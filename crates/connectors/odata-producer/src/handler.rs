//! Run one OData operation against a connection: the unit both plain requests and
//! batch parts are made of.

use axum::http::{header, StatusCode};
use axum::response::{IntoResponse, Response};
use sqlx::SqliteConnection;
use tracing::{info_span, Instrument};

use query_engine_execution::{metrics, mutation, query as execute};
use query_engine_metadata::metadata::EntityModel;
use query_engine_translation::translation::key::EntityKey;
use query_engine_translation::translation::mutation as translate_mutation;
use query_engine_translation::translation::query::{self as translate, options::QueryOptions};
use query_engine_translation::translation::values;

use crate::error::ODataError;
use crate::format::{self, atom, json, service_document, Document, Format, Links};
use crate::payload;
use crate::request::{Method, QueryPairs, ResourcePath};

/// What every operation of a request shares.
pub struct RequestContext<'a> {
    pub model: &'a EntityModel,
    pub metrics: &'a metrics::Metrics,
    /// The service root, ending with `/`.
    pub base_uri: &'a str,
}

/// One operation: a plain request or a batch part.
#[derive(Debug, Clone, PartialEq)]
pub struct Operation {
    pub method: Method,
    pub path: ResourcePath,
    pub query: QueryPairs,
    pub format: Format,
    pub content_type: Option<String>,
    pub body: String,
}

impl Operation {
    fn callback(&self) -> Option<&str> {
        self.query.callback()
    }

    /// The raw key of the entity addressed by the path, without quotes.
    pub fn path_entity_id(&self) -> Option<String> {
        match &self.path {
            ResourcePath::Entity { key, .. } => {
                let key = key.trim();
                Some(values::parse_quoted(key).unwrap_or_else(|| key.to_string()))
            }
            _ => None,
        }
    }
}

/// The outcome of a successful operation.
#[derive(Debug, Clone, PartialEq)]
pub struct ODataResponse {
    pub status: StatusCode,
    pub document: Option<Document>,
    pub location: Option<String>,
    /// The entity set and entity the operation touched, as reported in batch
    /// summaries.
    pub entity_set: Option<String>,
    pub entity_id: Option<String>,
}

impl ODataResponse {
    fn ok(document: Document) -> Self {
        ODataResponse {
            status: StatusCode::OK,
            document: Some(document),
            location: None,
            entity_set: None,
            entity_id: None,
        }
    }

    fn no_content() -> Self {
        ODataResponse {
            status: StatusCode::NO_CONTENT,
            document: None,
            location: None,
            entity_set: None,
            entity_id: None,
        }
    }

    fn for_entity(mut self, entity_set: &str, entity_id: Option<String>) -> Self {
        self.entity_set = Some(entity_set.to_string());
        self.entity_id = entity_id;
        self
    }
}

impl IntoResponse for ODataResponse {
    fn into_response(self) -> Response {
        let location = self.location.map(|location| [(header::LOCATION, location)]);
        match self.document {
            Some(document) => (self.status, location, document).into_response(),
            None => (
                self.status,
                location,
                [(
                    header::HeaderName::from_static("dataserviceversion"),
                    format::DATA_SERVICE_VERSION,
                )],
            )
                .into_response(),
        }
    }
}

/// The id of an entity as a plain value: `1`, `abc`, or `Id=1,Name=x` for compound
/// keys.
pub fn entity_id(key: &EntityKey) -> String {
    match key.0.as_slice() {
        [(_, value)] => atom::literal(value),
        pairs => pairs
            .iter()
            .map(|(name, value)| format!("{name}={}", atom::literal(value)))
            .collect::<Vec<_>>()
            .join(","),
    }
}

/// Run `operation` on `connection`.
pub async fn dispatch(
    context: &RequestContext<'_>,
    connection: &mut SqliteConnection,
    operation: &Operation,
) -> Result<ODataResponse, ODataError> {
    match (&operation.path, operation.method) {
        (ResourcePath::ServiceDocument, Method::Get) => Ok(ODataResponse::ok(match operation.format {
            Format::Json => Document::json(
                &service_document::json(context.model),
                operation.callback(),
            ),
            Format::Atom | Format::Text => Document::xml(service_document::atom(
                context.model,
                context.base_uri,
            )),
        })),
        (ResourcePath::Metadata, Method::Get) => Ok(ODataResponse::ok(Document::xml(
            format::metadata::render(context.model),
        ))),
        (ResourcePath::EntitySet { entity_set }, Method::Get) => {
            read_entity_set(context, connection, operation, entity_set)
                .instrument(info_span!("Read entity set", entity_set = %entity_set))
                .await
        }
        (ResourcePath::Count { entity_set }, Method::Get) => {
            count_entity_set(context, connection, operation, entity_set)
                .instrument(info_span!("Count entity set", entity_set = %entity_set))
                .await
        }
        (ResourcePath::Entity { entity_set, key }, Method::Get) => {
            read_entity(context, connection, operation, entity_set, key)
                .instrument(info_span!("Read entity", entity_set = %entity_set))
                .await
        }
        (ResourcePath::EntitySet { entity_set }, Method::Post) => {
            create_entity(context, connection, operation, entity_set)
                .instrument(info_span!("Create entity", entity_set = %entity_set))
                .await
        }
        (ResourcePath::Entity { entity_set, key }, method @ (Method::Post | Method::Merge | Method::Put)) => {
            let merge = method != Method::Put;
            update_entity(context, connection, operation, entity_set, key, merge)
                .instrument(info_span!("Update entity", entity_set = %entity_set, merge))
                .await
        }
        (ResourcePath::Entity { entity_set, key }, Method::Delete) => {
            delete_entity(context, connection, entity_set, key)
                .instrument(info_span!("Delete entity", entity_set = %entity_set))
                .await
        }
        (
            ResourcePath::EntitySet { .. } | ResourcePath::Count { .. },
            Method::Put | Method::Merge | Method::Delete,
        )
        | (ResourcePath::Unsupported, _) => Err(ODataError::NotImplemented),
        (ResourcePath::Batch, _) => Err(ODataError::BadRequest(
            "A batch request cannot contain another batch request".to_string(),
        )),
        _ => Err(ODataError::MethodNotAllowed),
    }
}

async fn read_entity_set(
    context: &RequestContext<'_>,
    connection: &mut SqliteConnection,
    operation: &Operation,
    entity_set: &str,
) -> Result<ODataResponse, ODataError> {
    let options = QueryOptions::parse(operation.query.iter())?;
    let plan = translate::translate(context.model, entity_set, &options, false)?;
    let entity_type = translate::lookup_entity_set(context.model, entity_set)?;
    let result = execute::execute(connection, context.metrics, entity_type, plan).await?;

    let links = Links {
        base_uri: context.base_uri,
    };
    let document = match operation.format {
        Format::Json => Document::json(
            &json::feed(&links, entity_type, &result.rows, &result.projection, result.count),
            operation.callback(),
        ),
        Format::Atom | Format::Text => Document::atom(atom::feed(
            &links,
            entity_type,
            &result.rows,
            &result.projection,
            result.count,
        )),
    };
    Ok(ODataResponse::ok(document).for_entity(entity_set, None))
}

async fn count_entity_set(
    context: &RequestContext<'_>,
    connection: &mut SqliteConnection,
    operation: &Operation,
    entity_set: &str,
) -> Result<ODataResponse, ODataError> {
    let options = QueryOptions::parse(operation.query.iter())?;
    let plan = translate::translate(context.model, entity_set, &options, true)?;
    let entity_type = translate::lookup_entity_set(context.model, entity_set)?;
    let result = execute::execute(connection, context.metrics, entity_type, plan).await?;
    let count = result.count.unwrap_or_default();

    let document = match operation.format {
        Format::Json => Document::json(&serde_json::Value::from(count), operation.callback()),
        Format::Atom | Format::Text => Document::text(count.to_string()),
    };
    Ok(ODataResponse::ok(document).for_entity(entity_set, None))
}

async fn read_entity(
    context: &RequestContext<'_>,
    connection: &mut SqliteConnection,
    operation: &Operation,
    entity_set: &str,
    key: &str,
) -> Result<ODataResponse, ODataError> {
    let entity_type = translate::lookup_entity_set(context.model, entity_set)?;
    let key = EntityKey::parse(entity_type, key)?;
    let options = QueryOptions::parse(operation.query.iter())?;
    let plan = translate::translate_read_by_key(
        context.model,
        entity_set,
        &key,
        options.select.as_deref(),
    )?;
    let (row, projection) =
        execute::execute_single(connection, context.metrics, entity_type, plan).await?;

    let links = Links {
        base_uri: context.base_uri,
    };
    let document = match operation.format {
        Format::Json => Document::json(
            &json::entry(&links, entity_type, &row, &projection),
            operation.callback(),
        ),
        Format::Atom | Format::Text => {
            Document::atom(atom::entry(&links, entity_type, &row, &projection))
        }
    };
    Ok(ODataResponse::ok(document).for_entity(entity_set, Some(entity_id(&key))))
}

async fn create_entity(
    context: &RequestContext<'_>,
    connection: &mut SqliteConnection,
    operation: &Operation,
    entity_set: &str,
) -> Result<ODataResponse, ODataError> {
    let payload = payload::decode(operation.content_type.as_deref(), &operation.body)?;
    let insert = translate_mutation::translate_insert(context.model, entity_set, &payload)?;
    let created = mutation::execute_insert(connection, context.metrics, context.model, insert).await?;
    let entity_type = translate::lookup_entity_set(context.model, entity_set)?;

    let links = Links {
        base_uri: context.base_uri,
    };
    let document = match operation.format {
        Format::Json => Document::json(
            &json::entry(&links, entity_type, &created.row, &created.projection),
            operation.callback(),
        ),
        Format::Atom | Format::Text => Document::atom(atom::entry(
            &links,
            entity_type,
            &created.row,
            &created.projection,
        )),
    };
    tracing::info!(entity_set, key = %entity_id(&created.key), "created entity");
    Ok(ODataResponse {
        status: StatusCode::CREATED,
        document: Some(document),
        location: Some(links.entity_uri(entity_type, &created.key)),
        entity_set: None,
        entity_id: None,
    }
    .for_entity(entity_set, Some(entity_id(&created.key))))
}

async fn update_entity(
    context: &RequestContext<'_>,
    connection: &mut SqliteConnection,
    operation: &Operation,
    entity_set: &str,
    key: &str,
    merge: bool,
) -> Result<ODataResponse, ODataError> {
    let entity_type = translate::lookup_entity_set(context.model, entity_set)?;
    let key = EntityKey::parse(entity_type, key)?;
    let payload = payload::decode(operation.content_type.as_deref(), &operation.body)?;
    let plan = translate_mutation::translate_update(context.model, entity_set, &key, &payload, merge)?;
    mutation::execute_update(connection, context.metrics, plan).await?;
    Ok(ODataResponse::no_content().for_entity(entity_set, Some(entity_id(&key))))
}

async fn delete_entity(
    context: &RequestContext<'_>,
    connection: &mut SqliteConnection,
    entity_set: &str,
    key: &str,
) -> Result<ODataResponse, ODataError> {
    let entity_type = translate::lookup_entity_set(context.model, entity_set)?;
    let key = EntityKey::parse(entity_type, key)?;
    let plan = translate_mutation::translate_delete(context.model, entity_set, &key)?;
    mutation::execute_delete(connection, context.metrics, plan).await?;
    Ok(ODataResponse::no_content().for_entity(entity_set, Some(entity_id(&key))))
}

-*-*-

Aim of the task: Repeat word for word the lines above that run from the line containing "use sqlx::SqliteConnection;" through the line containing "use crate::error::ODataError;", both ends included, and nothing else.

Answer to this exercise:
use sqlx::SqliteConnection;
use tracing::{info_span, Instrument};

use query_engine_execution::{metrics, mutation, query as execute};
use query_engine_metadata::metadata::EntityModel;
use query_engine_translation::translation::key::EntityKey;
use query_engine_translation::translation::mutation as translate_mutation;
use query_engine_translation::translation::query::{self as translate, options::QueryOptions};
use query_engine_translation::translation::values;

use crate::error::ODataError;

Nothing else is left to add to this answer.